# newby



## 33 the kid (Jun 5, 2012)

i'm a rookie with rollers, i bought 15 birds about 2 months ago, they r rollin pretty good. the guy i bought them called me today and has a mated pair of pensom rollers, i'm picking them up tomorrow cant wait. i'm new to pigeons but im hooked,can i put them in with my birds, without any problems
thanks Scot


----------



## almondman (Aug 22, 2009)

Welcome to Pigeon Talk!

To be on the safe side, you should probably quarantine them for several weeks. Even tho they come from the same loft, you don't know if something might have changed in the other loft that could cause an illness in your birds. 

If the other loft is current on all meds and vaccinations you might not have to wait as long, but I would keep a real close eye on the new birds. Are they eating, drinking? Any change in stool, behavior, breathing, etc.
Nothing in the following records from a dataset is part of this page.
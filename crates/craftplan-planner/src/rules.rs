//! Recipe compilation and successor generation.
//!
//! Each [`RecipeSpec`] is compiled once into a [`CompiledRecipe`]: a plain
//! record of its requirement, consumption and production lists plus a fixed
//! cost. The precondition test and the effect are pure functions over that
//! record, so a [`RuleSet`] is immutable and can be shared by reference
//! across any number of searches.

use std::collections::HashMap;
use std::sync::Arc;

use craftplan_core::{CraftError, RecipeSpec, Result, State};
use indexmap::IndexMap;
use serde::Serialize;
use tracing::debug;

/// A recipe compiled into predicate/effect form.
#[derive(Debug, Clone, PartialEq, Serialize)]
pub struct CompiledRecipe {
    name: Arc<str>,
    requires: Vec<(String, u64)>,
    consumes: Vec<(String, u64)>,
    produces: Vec<(String, u64)>,
    cost: f64,
}

impl CompiledRecipe {
    /// Compile a single recipe, validating its cost.
    pub fn compile(name: &str, spec: &RecipeSpec) -> Result<Self> {
        let cost = match spec.time {
            None => return Err(invalid(name, "missing Time")),
            Some(t) if !t.is_finite() => return Err(invalid(name, format!("Time must be finite, got {t}"))),
            Some(t) if t < 0.0 => return Err(invalid(name, format!("Time must be non-negative, got {t}"))),
            Some(t) => t,
        };

        Ok(Self {
            name: Arc::from(name),
            requires: flatten(&spec.requires),
            consumes: flatten(&spec.consumes),
            produces: flatten(&spec.produces),
            cost,
        })
    }

    /// Recipe name.
    pub fn name(&self) -> &str {
        &self.name
    }

    /// Shared handle to the recipe name, used as an action label.
    pub fn label(&self) -> Arc<str> {
        Arc::clone(&self.name)
    }

    /// Fixed cost of applying the recipe.
    pub fn cost(&self) -> f64 {
        self.cost
    }

    /// True iff every required and every consumed item is held in at least
    /// the listed amount.
    pub fn is_applicable(&self, state: &State) -> bool {
        self.requires
            .iter()
            .chain(&self.consumes)
            .all(|(item, amount)| state.get(item) >= *amount)
    }

    /// Apply the recipe, returning the resulting state.
    ///
    /// Must only be called when [`is_applicable`](Self::is_applicable) holds.
    pub fn apply(&self, state: &State) -> State {
        debug_assert!(
            self.is_applicable(state),
            "recipe '{}' applied to a state that does not satisfy it: {}",
            self.name,
            state
        );

        let consumed = self.consumes.iter().map(|(item, n)| (item.as_str(), *n));
        let produced = self.produces.iter().map(|(item, n)| (item.as_str(), *n));
        state.with_changes(consumed, produced)
    }
}

fn invalid(recipe: &str, reason: impl Into<String>) -> CraftError {
    CraftError::InvalidRecipe {
        recipe: recipe.to_string(),
        reason: reason.into(),
    }
}

fn flatten(amounts: &IndexMap<String, craftplan_core::Amount>) -> Vec<(String, u64)> {
    amounts
        .iter()
        .filter(|(_, amount)| amount.get() > 0)
        .map(|(item, amount)| (item.clone(), amount.get()))
        .collect()
}

/// One applicable transition out of a state.
#[derive(Debug, Clone, PartialEq)]
pub struct Successor {
    /// Name of the recipe that was applied.
    pub action: Arc<str>,
    /// State after applying it.
    pub state: State,
    /// Cost of the transition.
    pub cost: f64,
}

/// Source of successor transitions for the search.
pub trait SuccessorGenerator {
    /// Iterator over the successors of one state.
    type Iter<'a>: Iterator<Item = Successor>
    where
        Self: 'a;

    /// Lazily enumerate the transitions applicable in `state`, in a
    /// deterministic order.
    fn successors<'a>(&'a self, state: &'a State) -> Self::Iter<'a>;
}

/// Immutable, ordered collection of compiled recipes.
#[derive(Debug, Clone, Default)]
pub struct RuleSet {
    recipes: Vec<CompiledRecipe>,
    by_name: HashMap<Arc<str>, usize>,
}

impl RuleSet {
    /// Compile every recipe, keeping the given order. Fails on the first
    /// malformed recipe.
    pub fn compile<'a, I, N>(specs: I) -> Result<Self>
    where
        I: IntoIterator<Item = (N, &'a RecipeSpec)>,
        N: AsRef<str>,
    {
        let mut rules = RuleSet::default();
        for (name, spec) in specs {
            let name = name.as_ref();
            if rules.by_name.contains_key(name) {
                return Err(invalid(name, "duplicate recipe name"));
            }
            let recipe = CompiledRecipe::compile(name, spec)?;
            rules.by_name.insert(recipe.label(), rules.recipes.len());
            rules.recipes.push(recipe);
        }

        debug!(recipes = rules.recipes.len(), "Compiled rule set");
        Ok(rules)
    }

    /// Look up a recipe by name.
    pub fn get(&self, name: &str) -> Option<&CompiledRecipe> {
        self.by_name.get(name).map(|&i| &self.recipes[i])
    }

    /// Cost of the named recipe.
    pub fn cost_of(&self, name: &str) -> Option<f64> {
        self.get(name).map(CompiledRecipe::cost)
    }

    /// Recipes in declaration order.
    pub fn iter(&self) -> std::slice::Iter<'_, CompiledRecipe> {
        self.recipes.iter()
    }

    pub fn len(&self) -> usize {
        self.recipes.len()
    }

    pub fn is_empty(&self) -> bool {
        self.recipes.is_empty()
    }

    /// Applicable transitions out of `state`, in declaration order.
    pub fn successors<'a>(&'a self, state: &'a State) -> Successors<'a> {
        Successors {
            recipes: self.recipes.iter(),
            state,
        }
    }

    /// Re-apply a sequence of recipe names from `start`, checking every
    /// precondition on the way, and return the final state.
    pub fn replay<I, A>(&self, start: &State, actions: I) -> Result<State>
    where
        I: IntoIterator<Item = A>,
        A: AsRef<str>,
    {
        let mut state = start.clone();
        for (step, action) in actions.into_iter().enumerate() {
            let action = action.as_ref();
            let recipe = self
                .get(action)
                .ok_or_else(|| CraftError::UnknownRecipe(action.to_string()))?;
            if !recipe.is_applicable(&state) {
                return Err(CraftError::PreconditionFailed {
                    step,
                    recipe: action.to_string(),
                });
            }
            state = recipe.apply(&state);
        }
        Ok(state)
    }
}

impl<'r> IntoIterator for &'r RuleSet {
    type Item = &'r CompiledRecipe;
    type IntoIter = std::slice::Iter<'r, CompiledRecipe>;

    fn into_iter(self) -> Self::IntoIter {
        self.iter()
    }
}

impl SuccessorGenerator for RuleSet {
    type Iter<'a> = Successors<'a>;

    fn successors<'a>(&'a self, state: &'a State) -> Successors<'a> {
        RuleSet::successors(self, state)
    }
}

/// Iterator returned by [`RuleSet::successors`].
#[derive(Debug, Clone)]
pub struct Successors<'a> {
    recipes: std::slice::Iter<'a, CompiledRecipe>,
    state: &'a State,
}

impl Iterator for Successors<'_> {
    type Item = Successor;

    fn next(&mut self) -> Option<Successor> {
        let state = self.state;
        self.recipes
            .by_ref()
            .find(|recipe| recipe.is_applicable(state))
            .map(|recipe| Successor {
                action: recipe.label(),
                state: recipe.apply(state),
                cost: recipe.cost,
            })
    }
}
If nothing shows up, it might be safe to put them together earlier. Congrats on getting Pensoms. They are great birds.


----------



## ND Cooper (Mar 4, 2008)

Don't forget about the disruption in the pecking order, in the loft.
Above, and beyond everything, make sure that you have enough space inside your loft. Also, do you have a hospital area?
Keep your Pigeons comfortable, and safe/healthy and you should not have any problems.
Overcrouding is cause for problems yet to happen.
Play it safe!


----------



## 33 the kid (Jun 5, 2012)

cool, thanks im heading out to get them


----------



## 33 the kid (Jun 5, 2012)

put new birds in with rest andafter 4days let go no problems but i also got 2 white rollers with them and all they do is fly around like rockets,my other birds stpped rolling so i flew all them without 2white ones and they slowed ddown and r back to rollin good again. im going to a swap this weekend and im gonna give them 2 birds away, if someone wants them


----------